DATA SUPPLIED:
===============
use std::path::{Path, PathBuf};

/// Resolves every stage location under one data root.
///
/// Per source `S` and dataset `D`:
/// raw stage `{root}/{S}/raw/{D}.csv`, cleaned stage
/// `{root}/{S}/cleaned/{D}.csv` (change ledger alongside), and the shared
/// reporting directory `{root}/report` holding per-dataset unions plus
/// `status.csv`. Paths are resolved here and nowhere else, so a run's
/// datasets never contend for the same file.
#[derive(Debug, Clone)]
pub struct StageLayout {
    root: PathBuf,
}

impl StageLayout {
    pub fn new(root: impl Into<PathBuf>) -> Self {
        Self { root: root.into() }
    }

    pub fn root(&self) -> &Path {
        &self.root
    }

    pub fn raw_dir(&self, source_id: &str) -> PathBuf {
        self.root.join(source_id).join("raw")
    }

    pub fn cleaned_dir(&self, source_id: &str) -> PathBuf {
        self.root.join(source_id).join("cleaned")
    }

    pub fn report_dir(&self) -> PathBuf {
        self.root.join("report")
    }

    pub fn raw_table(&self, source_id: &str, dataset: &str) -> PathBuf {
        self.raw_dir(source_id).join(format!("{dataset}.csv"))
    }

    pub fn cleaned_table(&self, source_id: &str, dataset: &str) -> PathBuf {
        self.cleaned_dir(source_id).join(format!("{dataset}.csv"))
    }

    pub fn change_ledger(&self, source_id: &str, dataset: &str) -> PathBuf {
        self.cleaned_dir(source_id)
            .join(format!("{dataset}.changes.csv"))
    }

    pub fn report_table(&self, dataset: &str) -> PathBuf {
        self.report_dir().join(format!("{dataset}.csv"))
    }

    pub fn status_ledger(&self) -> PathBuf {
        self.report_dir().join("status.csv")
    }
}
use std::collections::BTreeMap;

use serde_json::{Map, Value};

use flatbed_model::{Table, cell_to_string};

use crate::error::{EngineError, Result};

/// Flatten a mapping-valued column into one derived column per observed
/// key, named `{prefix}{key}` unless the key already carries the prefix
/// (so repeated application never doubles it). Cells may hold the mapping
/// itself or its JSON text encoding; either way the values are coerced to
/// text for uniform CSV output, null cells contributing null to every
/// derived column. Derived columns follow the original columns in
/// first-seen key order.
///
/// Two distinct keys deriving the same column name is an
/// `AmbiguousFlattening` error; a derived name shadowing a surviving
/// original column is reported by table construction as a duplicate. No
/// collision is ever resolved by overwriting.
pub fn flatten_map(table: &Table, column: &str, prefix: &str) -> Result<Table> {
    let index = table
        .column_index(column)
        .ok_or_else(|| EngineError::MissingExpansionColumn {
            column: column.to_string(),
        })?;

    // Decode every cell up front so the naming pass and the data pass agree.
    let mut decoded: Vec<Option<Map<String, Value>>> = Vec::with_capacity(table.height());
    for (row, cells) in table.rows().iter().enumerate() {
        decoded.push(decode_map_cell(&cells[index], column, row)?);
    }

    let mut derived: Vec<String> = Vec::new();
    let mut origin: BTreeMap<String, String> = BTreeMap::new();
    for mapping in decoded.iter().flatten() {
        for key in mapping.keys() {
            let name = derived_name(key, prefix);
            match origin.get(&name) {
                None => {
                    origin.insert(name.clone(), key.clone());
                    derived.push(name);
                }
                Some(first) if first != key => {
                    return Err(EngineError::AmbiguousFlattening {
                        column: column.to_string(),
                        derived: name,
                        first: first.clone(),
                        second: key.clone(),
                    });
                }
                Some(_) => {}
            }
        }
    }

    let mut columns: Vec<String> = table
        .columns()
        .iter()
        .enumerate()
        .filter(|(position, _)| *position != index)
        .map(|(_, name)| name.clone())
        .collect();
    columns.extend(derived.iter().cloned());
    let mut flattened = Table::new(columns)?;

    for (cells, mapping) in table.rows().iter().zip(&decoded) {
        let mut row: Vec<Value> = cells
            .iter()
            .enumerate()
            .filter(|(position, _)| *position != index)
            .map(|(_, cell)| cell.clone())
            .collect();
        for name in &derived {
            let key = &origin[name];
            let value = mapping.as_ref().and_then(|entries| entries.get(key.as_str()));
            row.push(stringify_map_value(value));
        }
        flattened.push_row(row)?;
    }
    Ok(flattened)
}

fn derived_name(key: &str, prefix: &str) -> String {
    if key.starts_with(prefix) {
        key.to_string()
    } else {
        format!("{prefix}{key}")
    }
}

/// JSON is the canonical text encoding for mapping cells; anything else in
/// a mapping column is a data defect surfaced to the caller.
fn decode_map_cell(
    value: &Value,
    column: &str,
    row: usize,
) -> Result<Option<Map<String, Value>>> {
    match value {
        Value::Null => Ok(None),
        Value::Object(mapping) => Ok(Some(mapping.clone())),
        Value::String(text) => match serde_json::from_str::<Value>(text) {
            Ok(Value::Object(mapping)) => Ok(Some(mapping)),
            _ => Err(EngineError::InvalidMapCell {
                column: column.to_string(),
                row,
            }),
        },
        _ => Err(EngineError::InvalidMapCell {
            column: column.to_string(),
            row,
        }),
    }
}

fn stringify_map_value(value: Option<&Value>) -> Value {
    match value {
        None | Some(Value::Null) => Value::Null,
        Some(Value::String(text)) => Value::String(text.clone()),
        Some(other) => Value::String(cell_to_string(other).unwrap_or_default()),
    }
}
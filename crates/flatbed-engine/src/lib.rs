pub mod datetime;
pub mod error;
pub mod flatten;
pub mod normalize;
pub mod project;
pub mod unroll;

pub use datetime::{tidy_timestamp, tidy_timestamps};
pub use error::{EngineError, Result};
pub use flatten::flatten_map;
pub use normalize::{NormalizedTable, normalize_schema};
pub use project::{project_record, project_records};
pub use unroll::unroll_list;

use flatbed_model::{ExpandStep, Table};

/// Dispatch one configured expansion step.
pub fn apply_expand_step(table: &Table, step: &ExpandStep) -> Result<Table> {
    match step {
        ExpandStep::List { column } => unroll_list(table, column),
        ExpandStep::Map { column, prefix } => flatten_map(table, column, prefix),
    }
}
===============
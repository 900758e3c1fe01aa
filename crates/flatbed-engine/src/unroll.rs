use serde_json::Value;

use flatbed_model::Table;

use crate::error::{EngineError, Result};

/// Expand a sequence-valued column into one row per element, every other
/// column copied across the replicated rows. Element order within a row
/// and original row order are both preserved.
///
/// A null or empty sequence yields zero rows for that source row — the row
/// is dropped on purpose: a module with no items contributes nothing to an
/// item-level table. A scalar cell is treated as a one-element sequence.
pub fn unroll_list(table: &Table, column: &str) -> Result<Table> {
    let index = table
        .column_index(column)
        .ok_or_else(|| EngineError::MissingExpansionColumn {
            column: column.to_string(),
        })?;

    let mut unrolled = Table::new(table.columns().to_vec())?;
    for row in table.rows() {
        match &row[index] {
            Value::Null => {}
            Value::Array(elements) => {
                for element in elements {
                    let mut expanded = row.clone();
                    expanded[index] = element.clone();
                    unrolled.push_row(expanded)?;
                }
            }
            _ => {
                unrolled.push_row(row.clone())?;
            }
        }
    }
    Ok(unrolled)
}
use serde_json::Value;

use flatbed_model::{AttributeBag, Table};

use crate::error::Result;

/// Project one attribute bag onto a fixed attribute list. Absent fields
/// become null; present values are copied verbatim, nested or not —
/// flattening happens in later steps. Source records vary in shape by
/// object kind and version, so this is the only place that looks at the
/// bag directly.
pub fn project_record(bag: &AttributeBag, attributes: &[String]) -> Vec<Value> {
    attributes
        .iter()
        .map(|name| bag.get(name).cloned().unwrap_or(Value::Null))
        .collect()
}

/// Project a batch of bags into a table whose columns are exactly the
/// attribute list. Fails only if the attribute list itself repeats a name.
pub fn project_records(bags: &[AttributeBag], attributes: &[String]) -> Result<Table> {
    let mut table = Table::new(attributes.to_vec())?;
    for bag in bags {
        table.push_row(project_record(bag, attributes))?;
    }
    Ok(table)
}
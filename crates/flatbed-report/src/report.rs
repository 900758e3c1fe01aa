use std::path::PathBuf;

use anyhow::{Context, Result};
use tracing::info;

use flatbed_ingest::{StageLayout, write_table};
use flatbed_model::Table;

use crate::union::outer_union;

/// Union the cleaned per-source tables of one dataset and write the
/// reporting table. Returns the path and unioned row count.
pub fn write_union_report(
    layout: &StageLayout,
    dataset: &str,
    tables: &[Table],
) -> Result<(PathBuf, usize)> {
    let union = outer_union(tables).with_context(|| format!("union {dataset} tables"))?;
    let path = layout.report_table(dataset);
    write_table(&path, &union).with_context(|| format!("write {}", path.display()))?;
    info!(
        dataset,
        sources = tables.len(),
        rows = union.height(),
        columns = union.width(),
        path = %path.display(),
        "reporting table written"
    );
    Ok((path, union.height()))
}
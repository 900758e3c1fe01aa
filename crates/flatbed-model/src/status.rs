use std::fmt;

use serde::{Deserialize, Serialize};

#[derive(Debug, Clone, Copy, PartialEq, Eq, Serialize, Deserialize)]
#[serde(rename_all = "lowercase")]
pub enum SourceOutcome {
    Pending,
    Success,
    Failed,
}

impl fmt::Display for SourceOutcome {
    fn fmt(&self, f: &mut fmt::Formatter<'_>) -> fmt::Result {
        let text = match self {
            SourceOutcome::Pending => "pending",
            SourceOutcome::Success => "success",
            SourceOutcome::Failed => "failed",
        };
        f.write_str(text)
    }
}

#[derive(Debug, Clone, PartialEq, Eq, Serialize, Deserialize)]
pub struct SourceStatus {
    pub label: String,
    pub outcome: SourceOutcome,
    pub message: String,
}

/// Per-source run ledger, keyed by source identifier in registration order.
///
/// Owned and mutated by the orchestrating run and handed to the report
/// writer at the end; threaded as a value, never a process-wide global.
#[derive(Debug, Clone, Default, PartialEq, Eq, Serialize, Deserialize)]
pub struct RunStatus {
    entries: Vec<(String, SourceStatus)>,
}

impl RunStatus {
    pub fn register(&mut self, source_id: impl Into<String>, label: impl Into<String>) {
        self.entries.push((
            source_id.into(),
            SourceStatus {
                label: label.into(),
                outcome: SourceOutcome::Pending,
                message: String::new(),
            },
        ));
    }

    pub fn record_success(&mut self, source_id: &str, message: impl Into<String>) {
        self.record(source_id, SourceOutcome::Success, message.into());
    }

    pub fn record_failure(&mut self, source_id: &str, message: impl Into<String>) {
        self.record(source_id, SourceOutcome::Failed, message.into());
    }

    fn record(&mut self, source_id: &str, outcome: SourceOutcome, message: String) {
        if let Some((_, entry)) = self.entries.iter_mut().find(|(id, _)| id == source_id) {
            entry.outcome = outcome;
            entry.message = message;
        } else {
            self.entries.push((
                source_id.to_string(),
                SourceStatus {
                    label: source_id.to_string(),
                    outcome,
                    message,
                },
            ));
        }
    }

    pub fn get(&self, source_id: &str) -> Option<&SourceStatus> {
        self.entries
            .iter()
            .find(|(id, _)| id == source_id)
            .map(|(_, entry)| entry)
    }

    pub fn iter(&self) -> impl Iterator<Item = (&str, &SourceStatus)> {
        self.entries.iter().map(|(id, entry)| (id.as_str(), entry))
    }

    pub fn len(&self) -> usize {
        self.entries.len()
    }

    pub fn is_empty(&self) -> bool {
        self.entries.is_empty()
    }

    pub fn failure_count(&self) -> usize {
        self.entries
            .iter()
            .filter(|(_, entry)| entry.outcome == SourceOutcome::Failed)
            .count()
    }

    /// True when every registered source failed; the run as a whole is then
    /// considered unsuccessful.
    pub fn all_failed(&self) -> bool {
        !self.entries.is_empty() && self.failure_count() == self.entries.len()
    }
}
===============
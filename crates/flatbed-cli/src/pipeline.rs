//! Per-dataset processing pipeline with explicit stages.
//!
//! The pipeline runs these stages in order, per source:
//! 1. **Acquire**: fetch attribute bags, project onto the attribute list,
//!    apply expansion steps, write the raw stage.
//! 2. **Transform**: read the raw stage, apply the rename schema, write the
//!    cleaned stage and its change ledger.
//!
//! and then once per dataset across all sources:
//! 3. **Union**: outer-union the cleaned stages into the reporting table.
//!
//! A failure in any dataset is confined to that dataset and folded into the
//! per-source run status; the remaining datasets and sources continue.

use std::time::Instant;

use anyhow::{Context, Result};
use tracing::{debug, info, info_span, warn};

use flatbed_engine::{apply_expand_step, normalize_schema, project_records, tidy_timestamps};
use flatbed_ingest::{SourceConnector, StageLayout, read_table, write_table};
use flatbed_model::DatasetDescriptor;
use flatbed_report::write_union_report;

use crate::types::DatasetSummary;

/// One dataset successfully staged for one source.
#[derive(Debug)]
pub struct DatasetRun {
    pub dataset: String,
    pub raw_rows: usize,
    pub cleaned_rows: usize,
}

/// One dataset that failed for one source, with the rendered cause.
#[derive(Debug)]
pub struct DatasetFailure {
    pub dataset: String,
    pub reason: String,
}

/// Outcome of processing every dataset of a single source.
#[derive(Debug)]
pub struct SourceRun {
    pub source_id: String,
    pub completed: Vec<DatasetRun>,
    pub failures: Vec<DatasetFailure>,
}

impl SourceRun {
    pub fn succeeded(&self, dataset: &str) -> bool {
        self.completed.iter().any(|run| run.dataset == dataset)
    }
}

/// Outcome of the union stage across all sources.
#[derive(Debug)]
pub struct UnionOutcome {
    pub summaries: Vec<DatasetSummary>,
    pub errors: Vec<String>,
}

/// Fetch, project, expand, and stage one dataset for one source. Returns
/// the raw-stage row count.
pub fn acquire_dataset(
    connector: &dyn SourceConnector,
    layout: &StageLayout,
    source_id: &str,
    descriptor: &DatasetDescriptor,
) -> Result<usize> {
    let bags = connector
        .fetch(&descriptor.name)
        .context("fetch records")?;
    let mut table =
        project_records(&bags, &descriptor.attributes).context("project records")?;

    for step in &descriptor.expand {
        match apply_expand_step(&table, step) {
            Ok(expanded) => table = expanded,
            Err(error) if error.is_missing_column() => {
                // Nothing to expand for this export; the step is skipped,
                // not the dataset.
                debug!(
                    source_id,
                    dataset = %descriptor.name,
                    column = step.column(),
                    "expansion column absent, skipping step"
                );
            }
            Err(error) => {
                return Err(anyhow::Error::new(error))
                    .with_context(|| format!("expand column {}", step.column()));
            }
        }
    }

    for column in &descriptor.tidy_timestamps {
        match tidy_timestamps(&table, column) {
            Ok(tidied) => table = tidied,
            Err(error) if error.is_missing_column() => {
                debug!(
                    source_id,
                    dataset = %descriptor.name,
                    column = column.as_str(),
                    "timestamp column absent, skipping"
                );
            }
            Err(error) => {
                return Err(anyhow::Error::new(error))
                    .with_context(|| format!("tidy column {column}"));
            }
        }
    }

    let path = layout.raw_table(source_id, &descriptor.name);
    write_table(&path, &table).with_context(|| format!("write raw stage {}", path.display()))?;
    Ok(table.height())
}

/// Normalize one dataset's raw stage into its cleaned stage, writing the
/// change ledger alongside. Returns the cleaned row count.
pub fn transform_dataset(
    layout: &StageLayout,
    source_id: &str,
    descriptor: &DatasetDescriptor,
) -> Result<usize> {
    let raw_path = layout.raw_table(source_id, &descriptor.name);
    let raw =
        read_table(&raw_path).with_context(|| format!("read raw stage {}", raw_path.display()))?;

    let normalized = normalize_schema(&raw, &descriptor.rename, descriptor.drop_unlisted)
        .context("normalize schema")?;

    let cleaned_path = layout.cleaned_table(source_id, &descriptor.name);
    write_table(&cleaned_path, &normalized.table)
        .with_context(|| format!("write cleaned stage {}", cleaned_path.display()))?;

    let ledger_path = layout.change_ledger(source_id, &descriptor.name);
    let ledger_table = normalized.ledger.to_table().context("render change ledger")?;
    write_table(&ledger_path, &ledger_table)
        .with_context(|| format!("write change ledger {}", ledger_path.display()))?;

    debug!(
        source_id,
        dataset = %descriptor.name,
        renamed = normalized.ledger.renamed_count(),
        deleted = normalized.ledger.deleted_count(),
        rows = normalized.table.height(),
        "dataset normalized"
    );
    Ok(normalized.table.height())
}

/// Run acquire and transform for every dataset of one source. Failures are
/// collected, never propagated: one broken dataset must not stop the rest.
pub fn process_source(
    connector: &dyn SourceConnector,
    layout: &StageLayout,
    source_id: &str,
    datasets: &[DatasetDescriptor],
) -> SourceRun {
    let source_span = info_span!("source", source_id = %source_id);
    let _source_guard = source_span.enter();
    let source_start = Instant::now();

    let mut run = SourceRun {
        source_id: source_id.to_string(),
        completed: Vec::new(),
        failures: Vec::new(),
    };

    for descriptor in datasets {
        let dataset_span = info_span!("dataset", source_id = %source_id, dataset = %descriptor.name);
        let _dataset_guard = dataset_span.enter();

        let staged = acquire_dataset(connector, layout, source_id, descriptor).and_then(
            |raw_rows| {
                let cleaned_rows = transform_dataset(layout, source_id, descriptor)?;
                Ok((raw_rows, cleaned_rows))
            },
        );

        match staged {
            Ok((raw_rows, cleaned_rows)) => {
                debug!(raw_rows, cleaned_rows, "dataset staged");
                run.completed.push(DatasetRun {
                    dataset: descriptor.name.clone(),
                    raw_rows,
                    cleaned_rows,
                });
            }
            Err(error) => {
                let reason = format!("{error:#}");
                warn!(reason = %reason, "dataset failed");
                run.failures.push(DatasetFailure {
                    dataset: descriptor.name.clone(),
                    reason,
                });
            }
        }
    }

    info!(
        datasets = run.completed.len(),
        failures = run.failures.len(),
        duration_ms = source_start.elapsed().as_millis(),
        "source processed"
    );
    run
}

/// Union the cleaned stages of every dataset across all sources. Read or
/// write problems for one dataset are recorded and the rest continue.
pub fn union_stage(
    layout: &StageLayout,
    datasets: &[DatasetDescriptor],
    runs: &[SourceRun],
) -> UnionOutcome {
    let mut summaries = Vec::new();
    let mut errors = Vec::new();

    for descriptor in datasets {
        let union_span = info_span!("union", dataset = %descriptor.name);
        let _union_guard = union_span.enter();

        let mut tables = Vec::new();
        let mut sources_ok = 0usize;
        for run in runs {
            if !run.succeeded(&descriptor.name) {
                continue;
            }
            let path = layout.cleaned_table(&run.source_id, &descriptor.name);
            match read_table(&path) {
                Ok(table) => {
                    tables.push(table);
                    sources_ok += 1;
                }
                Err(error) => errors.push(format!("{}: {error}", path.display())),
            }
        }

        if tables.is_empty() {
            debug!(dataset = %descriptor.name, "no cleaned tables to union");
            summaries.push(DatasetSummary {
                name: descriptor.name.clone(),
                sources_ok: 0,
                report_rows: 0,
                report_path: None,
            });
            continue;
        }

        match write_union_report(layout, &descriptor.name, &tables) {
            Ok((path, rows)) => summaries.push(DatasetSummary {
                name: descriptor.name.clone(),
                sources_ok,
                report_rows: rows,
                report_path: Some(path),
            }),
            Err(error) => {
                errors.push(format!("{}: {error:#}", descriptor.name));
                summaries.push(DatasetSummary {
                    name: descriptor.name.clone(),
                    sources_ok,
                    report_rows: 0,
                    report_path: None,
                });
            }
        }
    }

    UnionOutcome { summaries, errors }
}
===============
WHAT IS NEEDED:
Search the data for the string "height". List each line that has it.

YOUR RESPONSE:
    let mut decoded: Vec<Option<Map<String, Value>>> = Vec::with_capacity(table.height());
        rows = union.height(),
    Ok((path, union.height()))
    Ok(table.height())
        rows = normalized.table.height(),
    Ok(normalized.table.height())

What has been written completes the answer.